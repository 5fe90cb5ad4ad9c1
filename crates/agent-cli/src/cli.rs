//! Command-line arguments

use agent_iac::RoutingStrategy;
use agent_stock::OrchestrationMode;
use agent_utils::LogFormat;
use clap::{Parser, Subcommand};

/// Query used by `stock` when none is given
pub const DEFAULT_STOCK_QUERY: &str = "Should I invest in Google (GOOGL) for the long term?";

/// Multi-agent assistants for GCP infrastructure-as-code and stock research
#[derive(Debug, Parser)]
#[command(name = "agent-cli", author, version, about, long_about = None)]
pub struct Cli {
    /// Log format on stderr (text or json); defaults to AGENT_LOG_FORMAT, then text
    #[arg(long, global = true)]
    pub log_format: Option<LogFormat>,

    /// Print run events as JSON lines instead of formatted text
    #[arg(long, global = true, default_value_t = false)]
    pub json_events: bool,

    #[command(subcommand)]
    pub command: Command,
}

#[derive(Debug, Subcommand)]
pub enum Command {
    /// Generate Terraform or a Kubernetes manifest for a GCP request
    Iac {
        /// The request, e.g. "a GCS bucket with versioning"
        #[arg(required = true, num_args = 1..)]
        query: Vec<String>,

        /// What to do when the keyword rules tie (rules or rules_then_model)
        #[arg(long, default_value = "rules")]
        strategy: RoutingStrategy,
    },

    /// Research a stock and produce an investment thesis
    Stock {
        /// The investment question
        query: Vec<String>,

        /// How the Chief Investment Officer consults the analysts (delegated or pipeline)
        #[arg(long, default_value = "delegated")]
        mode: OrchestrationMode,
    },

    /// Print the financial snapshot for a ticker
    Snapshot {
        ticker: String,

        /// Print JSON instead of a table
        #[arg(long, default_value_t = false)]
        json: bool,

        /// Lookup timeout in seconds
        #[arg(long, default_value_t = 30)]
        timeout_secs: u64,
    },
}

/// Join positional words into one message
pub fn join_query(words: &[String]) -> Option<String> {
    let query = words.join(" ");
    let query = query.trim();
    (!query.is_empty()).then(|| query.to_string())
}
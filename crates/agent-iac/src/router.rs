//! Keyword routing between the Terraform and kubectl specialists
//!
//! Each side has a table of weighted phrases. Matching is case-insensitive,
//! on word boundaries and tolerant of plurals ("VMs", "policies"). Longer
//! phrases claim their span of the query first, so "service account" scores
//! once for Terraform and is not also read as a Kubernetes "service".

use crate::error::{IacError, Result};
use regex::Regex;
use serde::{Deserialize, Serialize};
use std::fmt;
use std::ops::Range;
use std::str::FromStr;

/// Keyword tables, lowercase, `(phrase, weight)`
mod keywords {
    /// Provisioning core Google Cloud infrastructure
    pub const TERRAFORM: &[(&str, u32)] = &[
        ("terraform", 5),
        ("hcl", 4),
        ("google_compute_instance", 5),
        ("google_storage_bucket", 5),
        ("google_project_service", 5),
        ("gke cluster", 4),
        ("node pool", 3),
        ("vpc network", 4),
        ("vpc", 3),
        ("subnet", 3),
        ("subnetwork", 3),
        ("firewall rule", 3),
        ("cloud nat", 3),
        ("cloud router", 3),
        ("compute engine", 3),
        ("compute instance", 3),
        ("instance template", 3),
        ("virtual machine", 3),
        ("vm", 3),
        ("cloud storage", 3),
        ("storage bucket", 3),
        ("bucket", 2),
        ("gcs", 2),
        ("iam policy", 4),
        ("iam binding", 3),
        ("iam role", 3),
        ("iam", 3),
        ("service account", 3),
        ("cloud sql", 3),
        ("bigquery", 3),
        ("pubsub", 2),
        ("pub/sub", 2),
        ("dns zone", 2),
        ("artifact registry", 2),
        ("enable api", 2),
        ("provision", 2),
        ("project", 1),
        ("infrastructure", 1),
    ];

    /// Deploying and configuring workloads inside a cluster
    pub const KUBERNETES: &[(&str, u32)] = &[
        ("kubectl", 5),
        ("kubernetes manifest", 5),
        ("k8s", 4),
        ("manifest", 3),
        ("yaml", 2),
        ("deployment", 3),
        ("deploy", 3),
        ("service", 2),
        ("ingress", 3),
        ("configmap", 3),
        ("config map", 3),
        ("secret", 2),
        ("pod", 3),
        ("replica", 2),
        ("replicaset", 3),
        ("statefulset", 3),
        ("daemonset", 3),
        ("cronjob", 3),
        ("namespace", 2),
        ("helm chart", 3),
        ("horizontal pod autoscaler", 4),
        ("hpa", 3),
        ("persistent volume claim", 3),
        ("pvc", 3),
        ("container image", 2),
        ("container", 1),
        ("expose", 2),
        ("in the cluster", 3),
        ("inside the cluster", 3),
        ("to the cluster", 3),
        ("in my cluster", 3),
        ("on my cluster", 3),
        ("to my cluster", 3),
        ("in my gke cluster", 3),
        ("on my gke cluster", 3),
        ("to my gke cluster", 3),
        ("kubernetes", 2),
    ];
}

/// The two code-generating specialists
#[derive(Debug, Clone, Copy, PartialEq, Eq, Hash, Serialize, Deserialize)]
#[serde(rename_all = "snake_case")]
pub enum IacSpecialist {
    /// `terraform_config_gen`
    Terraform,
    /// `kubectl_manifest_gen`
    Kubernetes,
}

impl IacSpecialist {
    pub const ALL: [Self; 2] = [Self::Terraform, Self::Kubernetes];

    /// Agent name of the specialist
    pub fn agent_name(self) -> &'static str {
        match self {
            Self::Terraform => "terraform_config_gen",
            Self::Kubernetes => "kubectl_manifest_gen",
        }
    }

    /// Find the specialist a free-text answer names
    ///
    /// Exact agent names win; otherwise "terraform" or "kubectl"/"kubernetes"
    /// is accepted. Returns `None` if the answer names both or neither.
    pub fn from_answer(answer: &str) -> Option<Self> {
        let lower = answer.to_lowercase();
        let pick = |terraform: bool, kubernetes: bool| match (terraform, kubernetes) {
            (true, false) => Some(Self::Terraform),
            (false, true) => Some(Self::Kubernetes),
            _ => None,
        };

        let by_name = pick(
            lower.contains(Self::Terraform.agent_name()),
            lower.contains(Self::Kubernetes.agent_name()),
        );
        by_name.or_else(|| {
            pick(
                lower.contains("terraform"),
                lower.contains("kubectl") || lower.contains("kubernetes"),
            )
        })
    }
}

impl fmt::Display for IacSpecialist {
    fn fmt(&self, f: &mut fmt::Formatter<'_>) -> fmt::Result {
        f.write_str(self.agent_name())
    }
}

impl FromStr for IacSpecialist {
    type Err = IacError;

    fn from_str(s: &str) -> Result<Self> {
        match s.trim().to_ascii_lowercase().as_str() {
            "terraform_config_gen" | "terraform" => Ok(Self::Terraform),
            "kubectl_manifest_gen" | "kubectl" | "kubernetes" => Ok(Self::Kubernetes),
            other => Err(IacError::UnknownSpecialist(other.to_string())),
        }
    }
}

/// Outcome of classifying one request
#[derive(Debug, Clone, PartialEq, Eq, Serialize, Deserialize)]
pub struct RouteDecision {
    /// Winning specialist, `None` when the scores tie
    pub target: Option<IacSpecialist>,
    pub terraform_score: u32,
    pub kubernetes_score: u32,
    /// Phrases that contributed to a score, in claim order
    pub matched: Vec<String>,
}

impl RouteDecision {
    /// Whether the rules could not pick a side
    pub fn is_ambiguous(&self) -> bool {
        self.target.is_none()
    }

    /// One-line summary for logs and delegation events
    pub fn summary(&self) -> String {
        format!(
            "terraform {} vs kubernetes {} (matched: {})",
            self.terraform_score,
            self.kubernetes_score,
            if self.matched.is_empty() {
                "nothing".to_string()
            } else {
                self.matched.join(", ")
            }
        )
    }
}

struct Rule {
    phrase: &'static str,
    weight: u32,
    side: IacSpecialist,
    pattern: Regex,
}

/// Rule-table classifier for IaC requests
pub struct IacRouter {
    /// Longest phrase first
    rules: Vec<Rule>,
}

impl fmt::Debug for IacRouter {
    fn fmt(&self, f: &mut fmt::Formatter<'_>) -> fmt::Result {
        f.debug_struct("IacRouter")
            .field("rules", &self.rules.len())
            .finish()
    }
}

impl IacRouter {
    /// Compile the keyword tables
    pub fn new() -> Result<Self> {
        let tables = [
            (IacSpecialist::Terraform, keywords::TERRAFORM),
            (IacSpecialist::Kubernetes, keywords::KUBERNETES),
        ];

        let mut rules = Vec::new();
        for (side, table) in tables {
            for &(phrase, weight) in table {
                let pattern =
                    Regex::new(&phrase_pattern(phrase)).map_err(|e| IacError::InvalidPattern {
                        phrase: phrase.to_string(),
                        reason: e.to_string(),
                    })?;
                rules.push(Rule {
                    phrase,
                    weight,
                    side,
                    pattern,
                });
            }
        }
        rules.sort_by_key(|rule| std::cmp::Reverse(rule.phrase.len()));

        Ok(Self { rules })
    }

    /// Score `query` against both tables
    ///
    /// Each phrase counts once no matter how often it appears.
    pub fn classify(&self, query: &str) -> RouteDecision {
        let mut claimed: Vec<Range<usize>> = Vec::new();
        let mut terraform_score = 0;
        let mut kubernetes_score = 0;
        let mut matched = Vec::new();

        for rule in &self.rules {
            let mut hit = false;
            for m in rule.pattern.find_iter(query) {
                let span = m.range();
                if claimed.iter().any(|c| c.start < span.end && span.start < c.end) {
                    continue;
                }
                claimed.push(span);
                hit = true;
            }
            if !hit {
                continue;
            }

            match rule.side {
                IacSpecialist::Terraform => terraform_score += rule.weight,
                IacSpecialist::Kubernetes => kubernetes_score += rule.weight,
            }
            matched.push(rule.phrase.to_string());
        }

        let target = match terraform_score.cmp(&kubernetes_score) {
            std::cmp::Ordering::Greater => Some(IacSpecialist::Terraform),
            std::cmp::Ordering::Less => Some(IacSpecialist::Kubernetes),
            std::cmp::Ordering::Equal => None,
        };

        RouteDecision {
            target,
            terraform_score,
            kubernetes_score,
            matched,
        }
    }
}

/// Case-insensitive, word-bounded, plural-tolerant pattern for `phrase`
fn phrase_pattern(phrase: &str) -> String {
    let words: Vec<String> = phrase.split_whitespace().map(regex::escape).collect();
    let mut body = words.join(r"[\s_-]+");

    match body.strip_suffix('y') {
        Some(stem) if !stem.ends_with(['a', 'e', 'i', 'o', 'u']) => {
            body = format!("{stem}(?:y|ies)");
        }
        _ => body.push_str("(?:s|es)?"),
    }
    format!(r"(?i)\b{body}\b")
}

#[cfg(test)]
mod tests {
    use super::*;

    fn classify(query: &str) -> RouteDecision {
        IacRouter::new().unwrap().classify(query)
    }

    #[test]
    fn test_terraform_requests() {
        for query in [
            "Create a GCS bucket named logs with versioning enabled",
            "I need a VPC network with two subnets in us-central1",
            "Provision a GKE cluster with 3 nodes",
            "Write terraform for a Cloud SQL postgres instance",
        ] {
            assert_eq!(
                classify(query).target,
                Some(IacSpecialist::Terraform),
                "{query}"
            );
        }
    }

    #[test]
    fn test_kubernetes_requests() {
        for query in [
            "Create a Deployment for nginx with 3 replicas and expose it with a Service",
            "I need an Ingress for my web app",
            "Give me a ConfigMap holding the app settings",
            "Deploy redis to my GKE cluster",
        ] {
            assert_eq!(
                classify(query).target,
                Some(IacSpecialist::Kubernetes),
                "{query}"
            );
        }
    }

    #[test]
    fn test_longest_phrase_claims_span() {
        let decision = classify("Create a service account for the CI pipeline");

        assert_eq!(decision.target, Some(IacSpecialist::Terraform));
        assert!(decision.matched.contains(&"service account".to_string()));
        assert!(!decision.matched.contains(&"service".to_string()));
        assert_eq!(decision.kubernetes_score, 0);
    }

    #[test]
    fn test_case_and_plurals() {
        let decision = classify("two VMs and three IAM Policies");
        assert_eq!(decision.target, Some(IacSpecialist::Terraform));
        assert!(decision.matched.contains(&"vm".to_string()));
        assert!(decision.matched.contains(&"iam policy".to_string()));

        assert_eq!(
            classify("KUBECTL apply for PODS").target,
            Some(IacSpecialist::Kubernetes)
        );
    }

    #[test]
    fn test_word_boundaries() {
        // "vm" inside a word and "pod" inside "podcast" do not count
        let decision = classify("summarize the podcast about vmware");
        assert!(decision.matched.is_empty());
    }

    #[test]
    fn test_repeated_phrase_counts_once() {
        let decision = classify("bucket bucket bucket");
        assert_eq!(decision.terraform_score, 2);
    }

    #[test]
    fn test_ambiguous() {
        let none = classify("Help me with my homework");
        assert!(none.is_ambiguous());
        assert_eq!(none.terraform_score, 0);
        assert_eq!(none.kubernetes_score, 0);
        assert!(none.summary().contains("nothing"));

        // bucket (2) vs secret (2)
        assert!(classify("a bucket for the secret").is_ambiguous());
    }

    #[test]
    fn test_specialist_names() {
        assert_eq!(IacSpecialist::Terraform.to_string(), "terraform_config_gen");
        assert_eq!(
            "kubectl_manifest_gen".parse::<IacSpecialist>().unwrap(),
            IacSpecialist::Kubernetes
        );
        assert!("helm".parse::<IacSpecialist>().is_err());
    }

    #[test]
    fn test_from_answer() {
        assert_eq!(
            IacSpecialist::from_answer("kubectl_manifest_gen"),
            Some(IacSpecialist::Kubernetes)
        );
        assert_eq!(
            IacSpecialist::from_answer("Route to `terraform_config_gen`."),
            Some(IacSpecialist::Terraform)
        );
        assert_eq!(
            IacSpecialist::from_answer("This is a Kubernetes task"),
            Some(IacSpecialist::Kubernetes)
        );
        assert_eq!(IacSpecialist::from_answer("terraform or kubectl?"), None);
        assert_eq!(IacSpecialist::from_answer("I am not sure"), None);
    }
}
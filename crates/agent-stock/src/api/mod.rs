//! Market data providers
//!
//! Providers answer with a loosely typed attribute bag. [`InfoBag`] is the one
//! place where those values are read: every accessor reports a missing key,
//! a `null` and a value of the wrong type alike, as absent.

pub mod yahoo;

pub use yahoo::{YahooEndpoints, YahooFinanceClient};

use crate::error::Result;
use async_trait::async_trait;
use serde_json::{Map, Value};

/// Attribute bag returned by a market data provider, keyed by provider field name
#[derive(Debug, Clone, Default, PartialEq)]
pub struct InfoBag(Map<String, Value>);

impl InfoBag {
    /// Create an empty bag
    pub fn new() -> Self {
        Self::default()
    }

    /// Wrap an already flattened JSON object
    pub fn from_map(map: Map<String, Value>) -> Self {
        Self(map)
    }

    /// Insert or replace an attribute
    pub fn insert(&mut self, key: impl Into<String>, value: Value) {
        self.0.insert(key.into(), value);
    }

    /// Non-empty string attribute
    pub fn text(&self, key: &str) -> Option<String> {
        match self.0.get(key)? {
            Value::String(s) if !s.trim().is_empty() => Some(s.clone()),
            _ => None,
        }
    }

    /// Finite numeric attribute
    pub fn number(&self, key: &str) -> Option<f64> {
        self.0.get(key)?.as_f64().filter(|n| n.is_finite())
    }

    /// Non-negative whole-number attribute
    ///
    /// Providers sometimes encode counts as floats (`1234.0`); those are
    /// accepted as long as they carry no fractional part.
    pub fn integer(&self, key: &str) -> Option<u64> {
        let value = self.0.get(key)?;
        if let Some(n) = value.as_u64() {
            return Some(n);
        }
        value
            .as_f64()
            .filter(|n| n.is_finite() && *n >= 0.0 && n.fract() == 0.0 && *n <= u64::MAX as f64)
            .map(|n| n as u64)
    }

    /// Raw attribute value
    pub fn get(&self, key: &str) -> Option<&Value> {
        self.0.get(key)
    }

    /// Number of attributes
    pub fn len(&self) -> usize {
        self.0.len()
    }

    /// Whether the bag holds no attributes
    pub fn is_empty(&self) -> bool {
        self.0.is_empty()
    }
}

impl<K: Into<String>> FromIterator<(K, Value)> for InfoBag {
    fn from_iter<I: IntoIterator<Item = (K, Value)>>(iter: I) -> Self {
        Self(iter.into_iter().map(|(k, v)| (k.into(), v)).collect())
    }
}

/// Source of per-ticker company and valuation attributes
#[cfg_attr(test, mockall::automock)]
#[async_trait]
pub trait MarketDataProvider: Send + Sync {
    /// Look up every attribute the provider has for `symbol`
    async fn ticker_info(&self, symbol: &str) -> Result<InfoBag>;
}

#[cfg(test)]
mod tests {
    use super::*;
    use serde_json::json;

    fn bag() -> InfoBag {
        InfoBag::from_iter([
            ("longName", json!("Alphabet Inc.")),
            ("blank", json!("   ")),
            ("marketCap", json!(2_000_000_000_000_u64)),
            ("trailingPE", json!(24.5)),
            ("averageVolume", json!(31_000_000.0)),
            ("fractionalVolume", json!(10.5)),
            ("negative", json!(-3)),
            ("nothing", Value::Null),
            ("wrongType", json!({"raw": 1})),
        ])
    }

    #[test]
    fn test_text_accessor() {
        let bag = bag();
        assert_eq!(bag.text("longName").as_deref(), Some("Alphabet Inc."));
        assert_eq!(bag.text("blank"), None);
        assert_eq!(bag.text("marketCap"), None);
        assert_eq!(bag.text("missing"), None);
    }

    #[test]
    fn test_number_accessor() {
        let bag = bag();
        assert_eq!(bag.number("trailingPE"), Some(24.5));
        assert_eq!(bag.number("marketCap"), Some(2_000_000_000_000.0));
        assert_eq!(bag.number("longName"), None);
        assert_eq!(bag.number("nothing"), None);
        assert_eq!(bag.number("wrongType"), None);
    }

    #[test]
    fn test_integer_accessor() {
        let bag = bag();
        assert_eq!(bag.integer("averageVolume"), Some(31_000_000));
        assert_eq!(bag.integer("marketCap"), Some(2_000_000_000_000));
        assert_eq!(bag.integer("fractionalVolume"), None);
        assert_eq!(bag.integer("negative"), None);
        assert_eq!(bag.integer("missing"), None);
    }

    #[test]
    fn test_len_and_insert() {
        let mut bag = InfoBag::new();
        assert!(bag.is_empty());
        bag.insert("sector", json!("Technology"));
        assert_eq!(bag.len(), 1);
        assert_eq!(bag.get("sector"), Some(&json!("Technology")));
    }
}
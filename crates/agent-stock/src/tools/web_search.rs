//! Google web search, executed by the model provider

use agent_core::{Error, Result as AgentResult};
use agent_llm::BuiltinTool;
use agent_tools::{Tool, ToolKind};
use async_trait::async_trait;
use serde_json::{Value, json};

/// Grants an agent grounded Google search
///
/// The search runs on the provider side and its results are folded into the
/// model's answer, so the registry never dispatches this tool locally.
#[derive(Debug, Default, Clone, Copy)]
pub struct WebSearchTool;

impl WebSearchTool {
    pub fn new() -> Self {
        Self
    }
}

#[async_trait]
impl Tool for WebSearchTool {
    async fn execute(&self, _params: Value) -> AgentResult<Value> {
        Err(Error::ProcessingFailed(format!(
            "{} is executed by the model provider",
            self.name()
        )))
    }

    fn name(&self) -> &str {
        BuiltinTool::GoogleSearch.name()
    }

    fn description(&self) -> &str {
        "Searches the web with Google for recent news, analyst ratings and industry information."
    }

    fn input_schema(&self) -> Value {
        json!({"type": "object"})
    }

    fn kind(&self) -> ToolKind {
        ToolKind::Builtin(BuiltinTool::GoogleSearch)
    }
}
★ ★ ★
#### About this task
Provide the number of lines in the listing where the string "impl" is found, and nothing besides.

#### Your response
11